In the remainder of this article, we describe how we trained CNNs to produce the MDS coordinates of the rocks from the data set of Nosofsky et al. (2018c), and we assess how well the CNNs are able to generalize these representations to both a held-out test set from within the original MDS space and to a set of completely new rocks outside the original MDS space. We then describe a new categorization experiment we conducted to assess whether the CNN-predicted MDS representations could be used in conjunction with a formal model of human categorization to predict the classification-learning data. We compare fits using the CNN-predicted MDS representations, the actual MDS representations, and off-the-shelf CNN representations as input to the model. Finally, we then explore if we can improve model fits to the behavioral data by supplementing the MDS space with additional sets of “missing” dimensions, and we assess the extent to which CNNs can learn these missing dimensions. Materials, code, and data from this article can be found in an online repository: https://osf.io/efjmq/.

Deep Learning Procedure

The goal of our deep learning procedure was to train CNNs that could take images of rocks as input and produce their MDS coordinates as output. Once the initial training is completed, the CCNs can be used to automatically generate psychological representations of infinite numbers of rocks. In this section, we provide an overview of the specific data set, CNN architecture, and training procedure that we used. Additional technical details can be found in Appendix 1.

Data Set

We made use of the data set of Nosofsky et al. (2018c), which consists of 360 images of rocks belonging to the three high-level categories of igneous, metamorphic, and sedimentary, with 10 subtypes within each high-level category, and 12 individual tokens within each subtype. The exact subtypes used in this data set can be found in Table 1. These subtypes are representative of those found in introductory college-level geology textbooks.

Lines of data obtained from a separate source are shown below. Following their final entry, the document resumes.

#![cfg_attr(docsrs, feature(doc_auto_cfg, doc_cfg))]

mod mapping;

use std::fmt::{Debug, Display, Formatter, Result as FmtResult};

pub use self::mapping::*;

/// An integer-like identifier with a dense index.
///
/// Values that do not fit in a `usize` saturate to `usize::MAX`, which no
/// capacity can hold.
pub trait NumericId: Copy {
	fn index(self) -> usize;
}

impl NumericId for usize {
	fn index(self) -> usize {
		self
	}
}

impl NumericId for u16 {
	fn index(self) -> usize {
		usize::from(self)
	}
}

impl NumericId for u32 {
	fn index(self) -> usize {
		usize::try_from(self).unwrap_or(usize::MAX)
	}
}

impl NumericId for u64 {
	fn index(self) -> usize {
		usize::try_from(self).unwrap_or(usize::MAX)
	}
}

/// Names a set by the dense index of its root.
///
/// A handle only stays a root until the set is absorbed by a later union, so
/// it should not be held across unions.
#[derive(Clone, Copy, PartialEq, Eq, PartialOrd, Ord, Hash)]
#[repr(transparent)]
pub struct SetId(usize);

impl SetId {
	#[must_use]
	pub const fn from_index(index: usize) -> Self {
		Self(index)
	}

	#[must_use]
	pub const fn index(self) -> usize {
		self.0
	}
}

impl NumericId for SetId {
	fn index(self) -> usize {
		self.0
	}
}

impl Debug for SetId {
	fn fmt(&self, f: &mut Formatter<'_>) -> FmtResult {
		f.write_str("SetId(")?;
		Debug::fmt(&self.0, f)?;
		f.write_str(")")
	}
}

impl Display for SetId {
	fn fmt(&self, f: &mut Formatter<'_>) -> FmtResult {
		f.write_str("set ")?;
		Display::fmt(&self.0, f)
	}
}

impl From<SetId> for usize {
	fn from(value: SetId) -> Self {
		value.0
	}
}

#[cfg(test)]
mod tests {
	use super::{NumericId, SetId};

	#[test]
	fn set_id_keeps_its_index() {
		let id = SetId::from_index(41);

		assert_eq!(id.index(), 41);
		assert_eq!(NumericId::index(id), 41);
		assert_eq!(usize::from(id), 41);
	}

	#[test]
	fn integer_ids_widen() {
		assert_eq!(7u16.index(), 7);
		assert_eq!(u32::MAX.index(), u32::MAX as usize);
		assert_eq!(u64::from(u32::MAX).index(), u32::MAX as usize);
	}

	#[cfg(target_pointer_width = "32")]
	#[test]
	fn oversized_ids_saturate() {
		assert_eq!(u64::MAX.index(), usize::MAX);
	}

	#[test]
	fn formatting() {
		assert_eq!(format!("{:?}", SetId::from_index(3)), "SetId(3)");
		assert_eq!(SetId::from_index(3).to_string(), "set 3");
	}
}
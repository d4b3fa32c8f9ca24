use super::NumericId;

/// Maps caller identifiers onto dense indices in `0..n`.
///
/// Implementations should be injective over the identifiers actually used.
/// Only the range of the result is ever checked; aliasing goes unnoticed.
pub trait IndexOf<Id> {
	fn index_of(&self, id: Id) -> usize;
}

impl<Id, F> IndexOf<Id> for F
where
	F: Fn(Id) -> usize,
{
	fn index_of(&self, id: Id) -> usize {
		self(id)
	}
}

/// Uses the identifier's own index.
#[derive(Debug, Default, Clone, Copy, PartialEq, Eq)]
pub struct Identity;

impl<K: NumericId> IndexOf<K> for Identity {
	fn index_of(&self, id: K) -> usize {
		id.index()
	}
}

/// Maps one-based identifiers `1..=n` onto `0..n`.
///
/// `0` wraps around to `usize::MAX`, which is always out of bounds.
#[derive(Debug, Default, Clone, Copy, PartialEq, Eq)]
pub struct Ordinal;

impl<K: NumericId> IndexOf<K> for Ordinal {
	fn index_of(&self, id: K) -> usize {
		id.index().wrapping_sub(1)
	}
}

/// Maps identifiers starting at `base` onto `0..n`.
#[derive(Debug, Default, Clone, Copy, PartialEq, Eq)]
#[repr(transparent)]
pub struct Offset(pub usize);

impl<K: NumericId> IndexOf<K> for Offset {
	fn index_of(&self, id: K) -> usize {
		id.index().wrapping_sub(self.0)
	}
}
use std::{cmp::Ordering, ops::Add};

/// Merges the data of two sets on union.
///
/// `larger` always belongs to the set that survives as the root. On a size
/// tie that is the second argument passed to
/// [`union`](crate::DisjointSet::union).
pub trait Combine<T> {
	fn combine(&self, larger: T, smaller: T) -> T;
}

impl<T, F> Combine<T> for F
where
	F: Fn(T, T) -> T,
{
	fn combine(&self, larger: T, smaller: T) -> T {
		self(larger, smaller)
	}
}

#[derive(Debug, Default, Clone, Copy, PartialEq, Eq)]
pub struct Sum;

impl<T: Add<Output = T>> Combine<T> for Sum {
	fn combine(&self, larger: T, smaller: T) -> T {
		larger + smaller
	}
}

/// Keeps the greater value, preferring `larger` when they compare equal.
#[derive(Debug, Default, Clone, Copy, PartialEq, Eq)]
pub struct Max;

impl<T: Ord> Combine<T> for Max {
	fn combine(&self, larger: T, smaller: T) -> T {
		match larger.cmp(&smaller) {
			Ordering::Less => smaller,
			Ordering::Equal | Ordering::Greater => larger,
		}
	}
}

/// Keeps the lesser value, preferring `larger` when they compare equal.
#[derive(Debug, Default, Clone, Copy, PartialEq, Eq)]
pub struct Min;

impl<T: Ord> Combine<T> for Min {
	fn combine(&self, larger: T, smaller: T) -> T {
		match larger.cmp(&smaller) {
			Ordering::Greater => smaller,
			Ordering::Equal | Ordering::Less => larger,
		}
	}
}

/// Keeps the surviving root's data and drops the absorbed set's.
#[derive(Debug, Default, Clone, Copy, PartialEq, Eq)]
pub struct KeepLarger;

impl<T> Combine<T> for KeepLarger {
	fn combine(&self, larger: T, _: T) -> T {
		larger
	}
}
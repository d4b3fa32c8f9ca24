use std::{
	error::Error,
	fmt::{Display, Formatter, Result as FmtResult},
};

use sparsefind_array::ArrayError;
use sparsefind_id::SetId;

#[derive(Debug, Clone, Copy, PartialEq, Eq)]
pub enum UnionFindError {
	InvalidSize,
	IndexOutOfBounds { index: usize, len: usize },
	AlreadyMember(SetId),
	NotARoot(SetId),
	EmptySet(SetId),
}

impl Display for UnionFindError {
	fn fmt(&self, f: &mut Formatter<'_>) -> FmtResult {
		match *self {
			Self::InvalidSize => f.write_str("disjoint set capacity must be greater than zero"),
			Self::IndexOutOfBounds { index, len } => {
				f.write_str("mapped index ")?;
				Display::fmt(&index, f)?;
				f.write_str(" is out of bounds for capacity ")?;
				Display::fmt(&len, f)?;
				f.write_str("; check the index mapping")
			}
			Self::AlreadyMember(set) => {
				f.write_str("index ")?;
				Display::fmt(&set.index(), f)?;
				f.write_str(" already belongs to a set")
			}
			Self::NotARoot(set) => {
				Display::fmt(&set, f)?;
				f.write_str(" is no longer a root; it was absorbed by a union")
			}
			Self::EmptySet(set) => {
				Display::fmt(&set, f)?;
				f.write_str(" does not exist")
			}
		}
	}
}

impl Error for UnionFindError {}

impl From<ArrayError> for UnionFindError {
	fn from(value: ArrayError) -> Self {
		match value {
			ArrayError::InvalidSize => Self::InvalidSize,
			ArrayError::IndexOutOfBounds { index, len } => Self::IndexOutOfBounds { index, len },
		}
	}
}
#![cfg_attr(docsrs, feature(doc_auto_cfg, doc_cfg))]

//! Union-find over a fixed universe of dense indices, built on arrays that
//! need no upfront initialization.
//!
//! ```
//! use sparsefind::{DisjointSet, Ordinal, Sum};
//!
//! let mut sets = DisjointSet::<u32, Ordinal, Sum>::new(1 << 20)?;
//!
//! sets.make_set(1usize, 10)?;
//! sets.make_set(2usize, 32)?;
//!
//! let root = sets.unite(1usize, 2usize)?;
//!
//! assert_eq!(sets.data_of(root)?, 42);
//! assert_eq!(sets.size_of(root)?, 2);
//! # Ok::<(), sparsefind::UnionFindError>(())
//! ```

pub use sparsefind_array::{ArrayError, ConstInitArray, Iter};
pub use sparsefind_id::{Identity, IndexOf, NumericId, Offset, Ordinal, SetId};
pub use sparsefind_union_find::{
	Combine, DisjointSet, KeepLarger, Max, Min, Sum, UnionFindError,
};
#![cfg_attr(docsrs, feature(doc_auto_cfg, doc_cfg))]

mod combine;
mod error;

use std::{
	fmt::{Debug, Formatter, Result as FmtResult},
	mem,
};

use sparsefind_array::ConstInitArray;
pub use sparsefind_id::{Identity, IndexOf, NumericId, Offset, Ordinal, SetId};
use tracing::{debug, trace};

pub use self::{combine::*, error::*};

/// A union-find over a fixed universe of `capacity` dense indices, carrying
/// one value of `T` per set.
///
/// Identifiers are turned into indices by `M`, and the data of two sets is
/// merged by `C` whenever they are united. All three backing arrays are
/// [`ConstInitArray`]s, so building one is O(1) in the capacity and only the
/// indices actually placed into sets are ever touched.
///
/// Every fallible operation validates its arguments before it changes
/// anything, so an error leaves the partition exactly as it was.
pub struct DisjointSet<T, M = Identity, C = KeepLarger> {
	parents: ConstInitArray<Option<SetId>>,
	sizes: ConstInitArray<usize>,
	data: ConstInitArray<Option<T>>,
	mapping: M,
	combine: C,
	set_count: usize,
	member_count: usize,
}

impl<T, M, C> DisjointSet<T, M, C> {
	pub fn new(capacity: usize) -> Result<Self, UnionFindError>
	where
		M: Default,
		C: Default,
	{
		Self::with_parts(capacity, M::default(), C::default())
	}

	pub fn with_parts(capacity: usize, mapping: M, combine: C) -> Result<Self, UnionFindError> {
		let parents = ConstInitArray::new(capacity, None)?;
		let sizes = ConstInitArray::new(capacity, 0)?;
		let data = ConstInitArray::new(capacity, None)?;

		debug!(capacity, "created disjoint set");

		Ok(Self {
			parents,
			sizes,
			data,
			mapping,
			combine,
			set_count: 0,
			member_count: 0,
		})
	}

	#[must_use]
	pub const fn capacity(&self) -> usize {
		self.sizes.len()
	}

	/// The number of indices placed into some set.
	#[must_use]
	pub const fn len(&self) -> usize {
		self.member_count
	}

	#[must_use]
	pub const fn is_empty(&self) -> bool {
		matches!(self.member_count, 0)
	}

	#[must_use]
	pub const fn set_count(&self) -> usize {
		self.set_count
	}

	pub const fn mapping(&self) -> &M {
		&self.mapping
	}

	pub const fn combiner(&self) -> &C {
		&self.combine
	}

	pub fn contains<Id>(&self, id: Id) -> Result<bool, UnionFindError>
	where
		M: IndexOf<Id>,
	{
		let index = self.map(id)?;

		Ok(self.size(index)? != 0)
	}

	/// Places `id` into a new singleton set owning `data`.
	///
	/// The returned handle is the new set's root.
	pub fn make_set<Id>(&mut self, id: Id, data: T) -> Result<SetId, UnionFindError>
	where
		M: IndexOf<Id>,
	{
		let index = self.map(id)?;
		let set = SetId::from_index(index);

		if self.size(index)? != 0 {
			return Err(UnionFindError::AlreadyMember(set));
		}

		self.sizes.set(index, 1)?;
		self.data.set(index, Some(data))?;
		self.set_count += 1;
		self.member_count += 1;

		trace!(%set, "made set");

		Ok(set)
	}

	/// Returns the root of the set containing `id`, or `None` if `id` was
	/// never placed into a set.
	///
	/// Every index on the way to the root is repointed straight at it.
	pub fn find<Id>(&mut self, id: Id) -> Result<Option<SetId>, UnionFindError>
	where
		M: IndexOf<Id>,
	{
		let index = self.map(id)?;

		self.find_index(index)
	}

	/// Like [`find`](Self::find), but leaves the paths as they are.
	pub fn root<Id>(&self, id: Id) -> Result<Option<SetId>, UnionFindError>
	where
		M: IndexOf<Id>,
	{
		let index = self.map(id)?;

		self.root_of(index)
	}

	pub fn same_set<Id>(&self, a: Id, b: Id) -> Result<bool, UnionFindError>
	where
		M: IndexOf<Id>,
	{
		let a = self.root(a)?;
		let b = self.root(b)?;

		Ok(a.is_some() && a == b)
	}

	/// Merges the sets rooted at `x` and `y` and returns the surviving root.
	///
	/// The larger set survives and its data is passed to the combiner first.
	/// When both sets are the same size, `y` survives. Uniting a root with
	/// itself does nothing.
	pub fn union(&mut self, x: SetId, y: SetId) -> Result<SetId, UnionFindError>
	where
		C: Combine<T>,
	{
		self.check_root(x)?;
		self.check_root(y)?;

		if x == y {
			return Ok(x);
		}

		let (mut smaller, mut larger) = (x, y);
		if self.size(smaller.index())? > self.size(larger.index())? {
			mem::swap(&mut smaller, &mut larger);
		}

		let size = self.size(larger.index())? + self.size(smaller.index())?;

		let absorbed = self.data.replace(smaller.index(), None)?.flatten();
		let surviving = self.data.replace(larger.index(), None)?.flatten();
		let (Some(surviving), Some(absorbed)) = (surviving, absorbed) else {
			unreachable!("every root owns its data");
		};

		let merged = self.combine.combine(surviving, absorbed);

		self.data.set(larger.index(), Some(merged))?;
		self.sizes.set(larger.index(), size)?;
		self.parents.set(smaller.index(), Some(larger))?;
		self.set_count -= 1;

		trace!(root = %larger, absorbed = %smaller, size, "united sets");

		Ok(larger)
	}

	/// Finds the sets containing `a` and `b` and unites them.
	#[tracing::instrument(level = tracing::Level::TRACE, skip_all)]
	pub fn unite<Id>(&mut self, a: Id, b: Id) -> Result<SetId, UnionFindError>
	where
		M: IndexOf<Id>,
		C: Combine<T>,
	{
		let a = self.map(a)?;
		let b = self.map(b)?;

		for index in [a, b] {
			if self.size(index)? == 0 {
				return Err(UnionFindError::EmptySet(SetId::from_index(index)));
			}
		}

		let x = self
			.find_index(a)?
			.ok_or(UnionFindError::EmptySet(SetId::from_index(a)))?;
		let y = self
			.find_index(b)?
			.ok_or(UnionFindError::EmptySet(SetId::from_index(b)))?;

		self.union(x, y)
	}

	pub fn size_of(&self, root: SetId) -> Result<usize, UnionFindError> {
		self.check_root(root)?;

		self.size(root.index())
	}

	pub fn data_ref(&self, root: SetId) -> Result<&T, UnionFindError> {
		self.check_root(root)?;

		match self.data.get(root.index())? {
			Some(data) => Ok(data),
			None => unreachable!("{root} has no data"),
		}
	}

	pub fn data_of(&self, root: SetId) -> Result<T, UnionFindError>
	where
		T: Clone,
	{
		self.data_ref(root).cloned()
	}

	/// Iterates the current roots along with the sizes of their sets.
	///
	/// Only visits indices that were placed into sets.
	pub fn roots(&self) -> impl Iterator<Item = (SetId, usize)> {
		self.sizes
			.iter()
			.filter(|&(index, _)| matches!(self.parents.get(index), Ok(None)))
			.map(|(index, &size)| (SetId::from_index(index), size))
	}

	/// Empties every set, dropping their data.
	pub fn clear(&mut self) {
		self.parents.clear();
		self.sizes.clear();
		self.data.clear();

		trace!(
			sets = self.set_count,
			members = self.member_count,
			"cleared disjoint set"
		);

		self.set_count = 0;
		self.member_count = 0;
	}

	fn map<Id>(&self, id: Id) -> Result<usize, UnionFindError>
	where
		M: IndexOf<Id>,
	{
		let index = self.mapping.index_of(id);

		if index < self.capacity() {
			Ok(index)
		} else {
			Err(UnionFindError::IndexOutOfBounds {
				index,
				len: self.capacity(),
			})
		}
	}

	fn size(&self, index: usize) -> Result<usize, UnionFindError> {
		Ok(*self.sizes.get(index)?)
	}

	fn check_root(&self, set: SetId) -> Result<(), UnionFindError> {
		let index = set.index();

		if self.parents.get(index)?.is_some() {
			return Err(UnionFindError::NotARoot(set));
		}

		if self.size(index)? == 0 {
			return Err(UnionFindError::EmptySet(set));
		}

		Ok(())
	}

	fn root_of(&self, index: usize) -> Result<Option<SetId>, UnionFindError> {
		if self.size(index)? == 0 {
			return Ok(None);
		}

		let mut current = SetId::from_index(index);
		while let Some(parent) = *self.parents.get(current.index())? {
			current = parent;
		}

		Ok(Some(current))
	}

	fn find_index(&mut self, index: usize) -> Result<Option<SetId>, UnionFindError> {
		let Some(root) = self.root_of(index)? else {
			return Ok(None);
		};

		let mut current = SetId::from_index(index);
		while current != root {
			let Some(parent) = self.parents.replace(current.index(), Some(root))?.flatten() else {
				unreachable!("{current} is below {root} but has no parent");
			};

			current = parent;
		}

		Ok(Some(root))
	}
}

impl<T: Debug, M, C> Debug for DisjointSet<T, M, C> {
	fn fmt(&self, f: &mut Formatter<'_>) -> FmtResult {
		f.debug_map()
			.entries(self.roots().filter_map(|(root, _)| {
				let data = self.data.get(root.index()).ok()?.as_ref()?;
				Some((root, data))
			}))
			.finish()
	}
}
//! Shared domain types.
//!
//! These types are intentionally kept lightweight and serializable so they can be:
//!
//! - used in-memory during a pipeline run
//! - staged to line-protocol text files
//! - reloaded later for replay or comparisons

use std::collections::{BTreeMap, BTreeSet};
use std::path::PathBuf;

use chrono::{DateTime, NaiveDate, Utc};
use serde::{Deserialize, Serialize};

/// Ordered tag set applied to points. Ordering keeps serialized line
/// protocol stable.
pub type TagSet = BTreeMap<String, String>;

/// Declared type of a mapped field, from the field-mapping table.
#[derive(Debug, Clone, Copy, PartialEq, Eq, Serialize, Deserialize)]
#[serde(rename_all = "lowercase")]
pub enum FieldKind {
    Float,
    Int,
    String,
    Bool,
}

/// A typed scalar value for one field of one record.
///
/// `Missing` is the explicit "no value" marker: a raw null, empty string, or
/// unparseable value resolves to `Missing`, which downstream code treats as
/// "omit this field", never as zero or empty. `Float(0.0)` and `Text("")`
/// therefore always mean a value that was actually present at the source.
#[derive(Debug, Clone, PartialEq, Serialize, Deserialize)]
#[serde(rename_all = "lowercase")]
pub enum FieldValue {
    Float(f64),
    Int(i64),
    Text(String),
    Bool(bool),
    Missing,
}

impl FieldValue {
    pub fn is_missing(&self) -> bool {
        matches!(self, FieldValue::Missing)
    }
}

/// One normalized record: canonical field names -> typed values, plus the
/// resolved UTC timestamp.
///
/// `fields` holds only names known to the mapping table; raw names the table
/// does not know are carried in `unmapped` (typed as text) so the point
/// builder can skip and report them.
#[derive(Debug, Clone, PartialEq)]
pub struct CleanedRecord {
    pub timestamp: DateTime<Utc>,
    pub fields: BTreeMap<String, FieldValue>,
    pub unmapped: BTreeMap<String, FieldValue>,
}

impl CleanedRecord {
    pub fn new(timestamp: DateTime<Utc>) -> Self {
        Self {
            timestamp,
            fields: BTreeMap::new(),
            unmapped: BTreeMap::new(),
        }
    }

    /// Number of fields carrying an actual value (not `Missing`).
    pub fn present_count(&self) -> usize {
        self.fields.values().filter(|v| !v.is_missing()).count()
    }
}

/// One time-series datum.
///
/// The natural key is `(measurement, tags, field, timestamp)`; the store's
/// at-most-one-value-per-key semantics for this tuple is what the override
/// policy relies on.
#[derive(Debug, Clone, PartialEq)]
pub struct Point {
    pub measurement: String,
    pub tags: TagSet,
    pub field: String,
    pub value: FieldValue,
    pub timestamp: DateTime<Utc>,
}

impl Point {
    /// The natural key identifying this point in the store.
    pub fn natural_key(&self) -> (String, Vec<(String, String)>, String, DateTime<Utc>) {
        (
            self.measurement.clone(),
            self.tags
                .iter()
                .map(|(k, v)| (k.clone(), v.clone()))
                .collect(),
            self.field.clone(),
            self.timestamp,
        )
    }
}

/// A recoverable per-record/per-field anomaly encountered while cleaning or
/// building points. Anomalies are reported, never raised.
#[derive(Debug, Clone)]
pub struct Anomaly {
    /// Index of the record within the payload.
    pub record: usize,
    /// Field name involved, if the anomaly is field-level.
    pub field: Option<String>,
    pub message: String,
}

/// Operating mode for one invocation.
#[derive(Debug, Clone, Copy, PartialEq, Eq, Serialize, Deserialize)]
#[serde(rename_all = "lowercase")]
pub enum Mode {
    Daily,
    Historic,
    Live,
}

impl Mode {
    pub fn as_str(&self) -> &'static str {
        match self {
            Mode::Daily => "daily",
            Mode::Historic => "historic",
            Mode::Live => "live",
        }
    }
}

/// Per-invocation configuration, assembled once at startup from
/// CLI + config file + environment, then immutable for the run.
#[derive(Debug, Clone)]
pub struct RunContext {
    pub mode: Mode,
    /// Pre-computed inclusive date list for daily/historic modes; empty for live.
    pub dates: Vec<NaiveDate>,
    /// Range parameter forwarded to the daily API.
    pub range: u8,
    /// Whether points are written to the store at all.
    pub write: bool,
    /// Unconditional-overwrite semantics when true.
    pub override_existing: bool,
    /// Keep (gzip) the staged file after the run instead of deleting it.
    pub retain_file: bool,
    /// Pause between dates in daily/historic mode, seconds.
    pub delay_secs: u64,
    /// Target interval between live ticks, seconds.
    pub cadence_secs: u64,
    /// Optional allow-list of canonical field names.
    pub variables: Option<BTreeSet<String>>,
    /// Fixed offset of naive source timestamps from UTC, minutes.
    pub source_utc_offset_minutes: i32,
    /// Tag set applied to every emitted point.
    pub tags: TagSet,
    pub output_dir: PathBuf,
    /// JSONL run-metadata file; `None` disables run tracking.
    pub runs_file: Option<PathBuf>,
}
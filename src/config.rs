//! Application configuration.
//!
//! Three layers, resolved once at startup:
//!
//! - a YAML config file for store coordinates, timezone offset, output paths,
//!   and the tag set applied to every point
//! - environment (`.env` supported) for secrets: API credentials and the
//!   store token
//! - CLI flags for per-run overrides (host/org/bucket, output dir)
//!
//! The resolved values are folded into an immutable `RunContext` owned by
//! the orchestrator.

use std::collections::BTreeSet;
use std::fs::File;
use std::io::{BufRead, BufReader};
use std::path::{Path, PathBuf};

use serde::Deserialize;

use crate::domain::TagSet;
use crate::error::AppError;

fn default_output_dir() -> PathBuf {
    PathBuf::from("output")
}

fn default_runs_file() -> Option<PathBuf> {
    Some(PathBuf::from("db/runs.jsonl"))
}

/// Store coordinates from the config file (token comes from the environment).
#[derive(Debug, Clone, Deserialize)]
pub struct StoreSection {
    pub host: String,
    pub org: String,
    pub bucket: String,
}

/// The app config YAML.
#[derive(Debug, Clone, Deserialize)]
pub struct AppConfig {
    pub store: StoreSection,
    /// Fixed offset of naive source timestamps from UTC, in minutes.
    #[serde(default)]
    pub source_utc_offset_minutes: i32,
    #[serde(default = "default_output_dir")]
    pub output_dir: PathBuf,
    /// JSONL run-metadata file; set to null to disable tracking.
    #[serde(default = "default_runs_file")]
    pub runs_file: Option<PathBuf>,
    /// Tags applied to every emitted point.
    #[serde(default)]
    pub tags: TagSet,
}

impl AppConfig {
    pub fn from_yaml_file(path: &Path) -> Result<Self, AppError> {
        let file = File::open(path).map_err(|e| {
            AppError::usage(format!("Failed to open config '{}': {e}", path.display()))
        })?;
        serde_yaml::from_reader(file)
            .map_err(|e| AppError::usage(format!("Invalid config YAML: {e}")))
    }

    pub fn from_yaml_str(text: &str) -> Result<Self, AppError> {
        serde_yaml::from_str(text)
            .map_err(|e| AppError::usage(format!("Invalid config YAML: {e}")))
    }
}

/// Read the store token from the environment (`.env` supported).
pub fn store_token_from_env() -> Result<String, AppError> {
    dotenvy::dotenv().ok();
    std::env::var("INFLUXDB_TOKEN")
        .map_err(|_| AppError::usage("Missing INFLUXDB_TOKEN in environment (.env)."))
}

/// Load the variable allow-list: one canonical field name per line, blank
/// lines and `#` comments ignored.
pub fn load_variables(path: &Path) -> Result<BTreeSet<String>, AppError> {
    let file = File::open(path).map_err(|e| {
        AppError::usage(format!(
            "Failed to open variables file '{}': {e}",
            path.display()
        ))
    })?;
    let mut out = BTreeSet::new();
    for line in BufReader::new(file).lines() {
        let line = line.map_err(|e| {
            AppError::usage(format!(
                "Failed to read variables file '{}': {e}",
                path.display()
            ))
        })?;
        let trimmed = line.trim();
        if trimmed.is_empty() || trimmed.starts_with('#') {
            continue;
        }
        out.insert(trimmed.to_string());
    }
    if out.is_empty() {
        return Err(AppError::usage(format!(
            "Variables file '{}' contains no field names.",
            path.display()
        )));
    }
    Ok(out)
}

Table 1 Subtypes of igneous, metamorphic, and sedimentary rocks used in Nosofsky et al. (2018c) and the present work

Full size table

The data set also contains the values of each of the 360 rock-token images along 8 psychological dimensions, derived using MDS. The MDS procedures have been described extensively in previous articles (Nosofsky et al. 2018c, 2019a). In brief, participants provided similarity judgments between pairs of randomly selected rock images from the 360-item set. (Across two studies, there was a total of 198,555 pairwise similarity-judgment trials.) Initial MDS configurations were derived using nonmetric MDS procedures (Kruskal and Wish 1978) applied to the resulting 360 × 360 matrix of human similarity judgments among the rock images. Using the nonmetric solutions as starting configurations, a maximum-likelihood solution was derived using additional parameter-search routines. To improve interpretability, the maximum-likelihood solution was then rotated to achieve correspondence with sets of independent dimension-ratings data of the rock images obtained from other participants. The final solution and its dimensionality were chosen based on a combination of penalty-corrected maximum-likelihood fit (Lee 2001) and interpretability of the resulting dimensions.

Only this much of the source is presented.